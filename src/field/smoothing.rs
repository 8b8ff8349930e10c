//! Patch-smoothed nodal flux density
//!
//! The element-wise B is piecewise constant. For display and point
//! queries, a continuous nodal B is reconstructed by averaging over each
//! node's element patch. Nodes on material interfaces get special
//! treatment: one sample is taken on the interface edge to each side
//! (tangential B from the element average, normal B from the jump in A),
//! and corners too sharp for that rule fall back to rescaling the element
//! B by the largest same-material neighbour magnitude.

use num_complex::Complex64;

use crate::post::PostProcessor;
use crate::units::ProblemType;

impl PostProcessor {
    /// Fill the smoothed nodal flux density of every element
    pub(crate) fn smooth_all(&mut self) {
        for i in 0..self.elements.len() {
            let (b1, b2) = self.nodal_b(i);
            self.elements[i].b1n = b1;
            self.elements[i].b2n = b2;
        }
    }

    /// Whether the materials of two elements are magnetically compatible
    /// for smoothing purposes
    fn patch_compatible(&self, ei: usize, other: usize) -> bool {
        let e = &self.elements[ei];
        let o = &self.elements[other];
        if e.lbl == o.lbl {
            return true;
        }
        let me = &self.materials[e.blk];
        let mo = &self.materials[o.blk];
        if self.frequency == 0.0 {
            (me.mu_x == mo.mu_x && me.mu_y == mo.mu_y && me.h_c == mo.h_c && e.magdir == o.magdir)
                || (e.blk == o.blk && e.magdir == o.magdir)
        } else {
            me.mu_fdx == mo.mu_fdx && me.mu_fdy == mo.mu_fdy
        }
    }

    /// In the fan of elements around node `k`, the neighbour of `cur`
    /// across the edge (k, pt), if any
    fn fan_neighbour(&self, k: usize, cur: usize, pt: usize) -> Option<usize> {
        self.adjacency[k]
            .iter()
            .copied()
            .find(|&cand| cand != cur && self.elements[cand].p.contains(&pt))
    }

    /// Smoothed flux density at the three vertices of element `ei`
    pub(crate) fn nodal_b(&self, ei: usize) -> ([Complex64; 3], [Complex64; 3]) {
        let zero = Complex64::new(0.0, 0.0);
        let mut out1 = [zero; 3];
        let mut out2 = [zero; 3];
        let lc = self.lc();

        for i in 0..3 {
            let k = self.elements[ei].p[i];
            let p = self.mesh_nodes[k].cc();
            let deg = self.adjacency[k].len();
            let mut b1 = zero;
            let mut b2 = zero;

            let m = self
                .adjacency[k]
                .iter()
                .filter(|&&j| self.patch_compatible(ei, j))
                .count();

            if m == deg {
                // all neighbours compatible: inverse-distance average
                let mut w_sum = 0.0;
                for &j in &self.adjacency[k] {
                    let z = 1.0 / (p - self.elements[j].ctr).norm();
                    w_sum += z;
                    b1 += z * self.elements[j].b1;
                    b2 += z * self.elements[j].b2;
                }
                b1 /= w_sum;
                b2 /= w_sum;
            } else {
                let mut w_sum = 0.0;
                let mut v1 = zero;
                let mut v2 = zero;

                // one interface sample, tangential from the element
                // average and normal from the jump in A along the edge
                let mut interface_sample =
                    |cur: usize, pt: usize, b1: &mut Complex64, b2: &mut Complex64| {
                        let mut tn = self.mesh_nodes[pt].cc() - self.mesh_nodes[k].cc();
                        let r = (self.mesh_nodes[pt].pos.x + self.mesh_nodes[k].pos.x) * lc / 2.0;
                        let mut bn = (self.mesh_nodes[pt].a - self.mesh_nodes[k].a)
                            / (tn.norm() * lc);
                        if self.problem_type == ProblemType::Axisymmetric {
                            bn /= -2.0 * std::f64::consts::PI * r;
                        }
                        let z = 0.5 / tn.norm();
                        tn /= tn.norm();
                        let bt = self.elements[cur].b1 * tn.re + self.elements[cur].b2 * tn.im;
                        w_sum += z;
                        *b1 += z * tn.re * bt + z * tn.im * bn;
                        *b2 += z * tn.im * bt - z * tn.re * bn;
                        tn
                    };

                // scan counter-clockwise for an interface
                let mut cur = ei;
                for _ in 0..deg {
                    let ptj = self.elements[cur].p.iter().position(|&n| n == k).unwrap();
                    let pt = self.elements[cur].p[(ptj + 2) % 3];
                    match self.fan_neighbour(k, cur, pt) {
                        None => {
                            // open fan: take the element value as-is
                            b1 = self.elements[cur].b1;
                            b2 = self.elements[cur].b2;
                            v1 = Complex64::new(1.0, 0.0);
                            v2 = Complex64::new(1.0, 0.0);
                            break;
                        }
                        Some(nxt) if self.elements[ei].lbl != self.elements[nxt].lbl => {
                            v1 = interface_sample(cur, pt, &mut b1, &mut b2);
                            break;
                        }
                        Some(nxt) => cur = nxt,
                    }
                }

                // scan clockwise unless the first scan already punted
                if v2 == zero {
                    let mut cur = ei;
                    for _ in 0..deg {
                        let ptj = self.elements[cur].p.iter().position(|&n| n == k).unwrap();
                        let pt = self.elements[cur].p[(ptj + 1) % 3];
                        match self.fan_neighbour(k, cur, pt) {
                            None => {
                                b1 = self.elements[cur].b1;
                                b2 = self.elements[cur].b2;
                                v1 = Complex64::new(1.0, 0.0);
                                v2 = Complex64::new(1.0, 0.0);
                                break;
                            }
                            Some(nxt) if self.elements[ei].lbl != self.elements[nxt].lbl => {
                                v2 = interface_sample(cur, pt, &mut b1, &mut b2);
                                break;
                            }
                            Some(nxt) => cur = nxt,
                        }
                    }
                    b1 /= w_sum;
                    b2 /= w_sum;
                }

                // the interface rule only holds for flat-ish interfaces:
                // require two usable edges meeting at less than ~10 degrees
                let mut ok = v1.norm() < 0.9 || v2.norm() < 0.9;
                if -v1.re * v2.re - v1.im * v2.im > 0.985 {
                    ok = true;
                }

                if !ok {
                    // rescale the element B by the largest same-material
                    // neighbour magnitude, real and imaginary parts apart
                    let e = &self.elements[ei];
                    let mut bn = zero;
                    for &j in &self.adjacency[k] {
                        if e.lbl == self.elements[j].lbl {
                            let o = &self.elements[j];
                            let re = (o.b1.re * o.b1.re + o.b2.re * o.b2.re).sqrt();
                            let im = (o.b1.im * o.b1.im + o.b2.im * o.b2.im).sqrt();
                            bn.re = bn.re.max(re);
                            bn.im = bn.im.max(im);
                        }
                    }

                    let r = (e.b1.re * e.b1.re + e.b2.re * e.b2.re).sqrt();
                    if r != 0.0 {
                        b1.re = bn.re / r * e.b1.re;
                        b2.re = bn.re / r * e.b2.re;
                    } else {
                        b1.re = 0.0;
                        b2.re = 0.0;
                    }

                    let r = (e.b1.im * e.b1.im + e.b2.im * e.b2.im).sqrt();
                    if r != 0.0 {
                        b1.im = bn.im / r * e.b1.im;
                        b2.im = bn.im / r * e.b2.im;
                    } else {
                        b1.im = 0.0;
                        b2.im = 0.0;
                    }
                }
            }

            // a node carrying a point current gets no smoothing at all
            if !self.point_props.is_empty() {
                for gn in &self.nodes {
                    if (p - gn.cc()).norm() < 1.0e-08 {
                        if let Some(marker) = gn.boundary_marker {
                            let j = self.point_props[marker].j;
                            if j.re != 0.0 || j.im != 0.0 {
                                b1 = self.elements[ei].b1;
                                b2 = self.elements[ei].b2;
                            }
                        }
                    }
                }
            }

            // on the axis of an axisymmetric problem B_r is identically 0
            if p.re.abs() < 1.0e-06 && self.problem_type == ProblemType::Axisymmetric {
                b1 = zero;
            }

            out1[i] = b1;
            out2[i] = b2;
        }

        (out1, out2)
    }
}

---

*PROBLEM DESCRIPTION*: Could you restate every record word for word?

*RESPONSE TO THIS TASK*:
filename src/field/smoothing.rs
repository 8b8ff8349930e10c
//! Patch-smoothed nodal flux density
//!
//! The element-wise B is piecewise constant. For display and point
//! queries, a continuous nodal B is reconstructed by averaging over each
//! node's element patch. Nodes on material interfaces get special
//! treatment: one sample is taken on the interface edge to each side
//! (tangential B from the element average, normal B from the jump in A),
//! and corners too sharp for that rule fall back to rescaling the element
//! B by the largest same-material neighbour magnitude.

use num_complex::Complex64;

use crate::post::PostProcessor;
use crate::units::ProblemType;

impl PostProcessor {
    /// Fill the smoothed nodal flux density of every element
    pub(crate) fn smooth_all(&mut self) {
        for i in 0..self.elements.len() {
            let (b1, b2) = self.nodal_b(i);
            self.elements[i].b1n = b1;
            self.elements[i].b2n = b2;
        }
    }

    /// Whether the materials of two elements are magnetically compatible
    /// for smoothing purposes
    fn patch_compatible(&self, ei: usize, other: usize) -> bool {
        let e = &self.elements[ei];
        let o = &self.elements[other];
        if e.lbl == o.lbl {
            return true;
        }
        let me = &self.materials[e.blk];
        let mo = &self.materials[o.blk];
        if self.frequency == 0.0 {
            (me.mu_x == mo.mu_x && me.mu_y == mo.mu_y && me.h_c == mo.h_c && e.magdir == o.magdir)
                || (e.blk == o.blk && e.magdir == o.magdir)
        } else {
            me.mu_fdx == mo.mu_fdx && me.mu_fdy == mo.mu_fdy
        }
    }

    /// In the fan of elements around node `k`, the neighbour of `cur`
    /// across the edge (k, pt), if any
    fn fan_neighbour(&self, k: usize, cur: usize, pt: usize) -> Option<usize> {
        self.adjacency[k]
            .iter()
            .copied()
            .find(|&cand| cand != cur && self.elements[cand].p.contains(&pt))
    }

    /// Smoothed flux density at the three vertices of element `ei`
    pub(crate) fn nodal_b(&self, ei: usize) -> ([Complex64; 3], [Complex64; 3]) {
        let zero = Complex64::new(0.0, 0.0);
        let mut out1 = [zero; 3];
        let mut out2 = [zero; 3];
        let lc = self.lc();

        for i in 0..3 {
            let k = self.elements[ei].p[i];
            let p = self.mesh_nodes[k].cc();
            let deg = self.adjacency[k].len();
            let mut b1 = zero;
            let mut b2 = zero;

            let m = self
                .adjacency[k]
                .iter()
                .filter(|&&j| self.patch_compatible(ei, j))
                .count();

            if m == deg {
                // all neighbours compatible: inverse-distance average
                let mut w_sum = 0.0;
                for &j in &self.adjacency[k] {
                    let z = 1.0 / (p - self.elements[j].ctr).norm();
                    w_sum += z;
                    b1 += z * self.elements[j].b1;
                    b2 += z * self.elements[j].b2;
                }
                b1 /= w_sum;
                b2 /= w_sum;
            } else {
                let mut w_sum = 0.0;
                let mut v1 = zero;
                let mut v2 = zero;

                // one interface sample, tangential from the element
                // average and normal from the jump in A along the edge
                let mut interface_sample =
                    |cur: usize, pt: usize, b1: &mut Complex64, b2: &mut Complex64| {
                        let mut tn = self.mesh_nodes[pt].cc() - self.mesh_nodes[k].cc();
                        let r = (self.mesh_nodes[pt].pos.x + self.mesh_nodes[k].pos.x) * lc / 2.0;
                        let mut bn = (self.mesh_nodes[pt].a - self.mesh_nodes[k].a)
                            / (tn.norm() * lc);
                        if self.problem_type == ProblemType::Axisymmetric {
                            bn /= -2.0 * std::f64::consts::PI * r;
                        }
                        let z = 0.5 / tn.norm();
                        tn /= tn.norm();
                        let bt = self.elements[cur].b1 * tn.re + self.elements[cur].b2 * tn.im;
                        w_sum += z;
                        *b1 += z * tn.re * bt + z * tn.im * bn;
                        *b2 += z * tn.im * bt - z * tn.re * bn;
                        tn
                    };

                // scan counter-clockwise for an interface
                let mut cur = ei;
                for _ in 0..deg {
                    let ptj = self.elements[cur].p.iter().position(|&n| n == k).unwrap();
                    let pt = self.elements[cur].p[(ptj + 2) % 3];
                    match self.fan_neighbour(k, cur, pt) {
                        None => {
                            // open fan: take the element value as-is
                            b1 = self.elements[cur].b1;
                            b2 = self.elements[cur].b2;
                            v1 = Complex64::new(1.0, 0.0);
                            v2 = Complex64::new(1.0, 0.0);
                            break;
                        }
                        Some(nxt) if self.elements[ei].lbl != self.elements[nxt].lbl => {
                            v1 = interface_sample(cur, pt, &mut b1, &mut b2);
                            break;
                        }
                        Some(nxt) => cur = nxt,
                    }
                }

                // scan clockwise unless the first scan already punted
                if v2 == zero {
                    let mut cur = ei;
                    for _ in 0..deg {
                        let ptj = self.elements[cur].p.iter().position(|&n| n == k).unwrap();
                        let pt = self.elements[cur].p[(ptj + 1) % 3];
                        match self.fan_neighbour(k, cur, pt) {
                            None => {
                                b1 = self.elements[cur].b1;
                                b2 = self.elements[cur].b2;
                                v1 = Complex64::new(1.0, 0.0);
                                v2 = Complex64::new(1.0, 0.0);
                                break;
                            }
                            Some(nxt) if self.elements[ei].lbl != self.elements[nxt].lbl => {
                                v2 = interface_sample(cur, pt, &mut b1, &mut b2);
                                break;
                            }
                            Some(nxt) => cur = nxt,
                        }
                    }
                    b1 /= w_sum;
                    b2 /= w_sum;
                }

                // the interface rule only holds for flat-ish interfaces:
                // require two usable edges meeting at less than ~10 degrees
                let mut ok = v1.norm() < 0.9 || v2.norm() < 0.9;
                if -v1.re * v2.re - v1.im * v2.im > 0.985 {
                    ok = true;
                }

                if !ok {
                    // rescale the element B by the largest same-material
                    // neighbour magnitude, real and imaginary parts apart
                    let e = &self.elements[ei];
                    let mut bn = zero;
                    for &j in &self.adjacency[k] {
                        if e.lbl == self.elements[j].lbl {
                            let o = &self.elements[j];
                            let re = (o.b1.re * o.b1.re + o.b2.re * o.b2.re).sqrt();
                            let im = (o.b1.im * o.b1.im + o.b2.im * o.b2.im).sqrt();
                            bn.re = bn.re.max(re);
                            bn.im = bn.im.max(im);
                        }
                    }

                    let r = (e.b1.re * e.b1.re + e.b2.re * e.b2.re).sqrt();
                    if r != 0.0 {
                        b1.re = bn.re / r * e.b1.re;
                        b2.re = bn.re / r * e.b2.re;
                    } else {
                        b1.re = 0.0;
                        b2.re = 0.0;
                    }

                    let r = (e.b1.im * e.b1.im + e.b2.im * e.b2.im).sqrt();
                    if r != 0.0 {
                        b1.im = bn.im / r * e.b1.im;
                        b2.im = bn.im / r * e.b2.im;
                    } else {
                        b1.im = 0.0;
                        b2.im = 0.0;
                    }
                }
            }

            // a node carrying a point current gets no smoothing at all
            if !self.point_props.is_empty() {
                for gn in &self.nodes {
                    if (p - gn.cc()).norm() < 1.0e-08 {
                        if let Some(marker) = gn.boundary_marker {
                            let j = self.point_props[marker].j;
                            if j.re != 0.0 || j.im != 0.0 {
                                b1 = self.elements[ei].b1;
                                b2 = self.elements[ei].b2;
                            }
                        }
                    }
                }
            }

            // on the axis of an axisymmetric problem B_r is identically 0
            if p.re.abs() < 1.0e-06 && self.problem_type == ProblemType::Axisymmetric {
                b1 = zero;
            }

            out1[i] = b1;
            out2[i] = b2;
        }

        (out1, out2)
    }
}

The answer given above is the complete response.